▶ [Task description]
Return the count of lines in the records that include the string "http", and nothing besides it.

BEGIN Provided entries

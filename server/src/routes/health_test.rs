use super::*;
use crate::config::ServerConfig;
use axum::Router;
use axum::routing::get;

async fn serve(router: Router) -> String {
    let listener = tokio::net::TcpListener::bind("127.0.0.1:0").await.unwrap();
    let addr = listener.local_addr().unwrap();
    tokio::spawn(async move {
        axum::serve(listener, router).await.unwrap();
    });
    format!("http://{addr}")
}

fn state_for(url: &str) -> AppState {
    let url = url.to_owned();
    let config = ServerConfig::from_lookup(move |key| match key {
        "PORTAL_BACKEND_URL" => Some(url.clone()),
        "PORTAL_ANON_KEY" => Some("anon-123".to_owned()),
        "PORTAL_HEALTH_TIMEOUT_SECS" => Some("2".to_owned()),
        _ => None,
    })
    .unwrap();
    AppState::new(config).unwrap()
}

#[tokio::test]
async fn healthz_is_ok() {
    assert_eq!(healthz().await, StatusCode::OK);
}

#[tokio::test]
async fn backend_health_ok_when_backend_answers() {
    let url = serve(Router::new().route(
        "/auth/v1/health",
        get(|headers: axum::http::HeaderMap| async move {
            if headers.get("apikey").is_some_and(|v| v == "anon-123") {
                StatusCode::OK
            } else {
                StatusCode::UNAUTHORIZED
            }
        }),
    ))
    .await;

    let (status, Json(body)) = backend_health(State(state_for(&url))).await;
    assert_eq!(status, StatusCode::OK);
    assert_eq!(body, BackendHealth { status: "ok".to_owned(), error: None });
}

#[tokio::test]
async fn backend_health_reports_backend_status() {
    let url = serve(Router::new().route("/auth/v1/health", get(|| async { StatusCode::SERVICE_UNAVAILABLE }))).await;

    let (status, Json(body)) = backend_health(State(state_for(&url))).await;
    assert_eq!(status, StatusCode::SERVICE_UNAVAILABLE);
    assert_eq!(body.status, "unavailable");
    assert_eq!(body.error.as_deref(), Some("backend responded 503"));
}

#[tokio::test]
async fn backend_health_reports_unreachable_backend() {
    let listener = tokio::net::TcpListener::bind("127.0.0.1:0").await.unwrap();
    let addr = listener.local_addr().unwrap();
    drop(listener);

    let (status, Json(body)) = backend_health(State(state_for(&format!("http://{addr}")))).await;
    assert_eq!(status, StatusCode::SERVICE_UNAVAILABLE);
    assert!(body.error.is_some());
}

#[test]
fn backend_health_omits_absent_error() {
    let json = serde_json::to_value(BackendHealth { status: "ok".to_owned(), error: None }).unwrap();
    assert_eq!(json, serde_json::json!({ "status": "ok" }));
}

END Provided entries

▶ [Result below]
3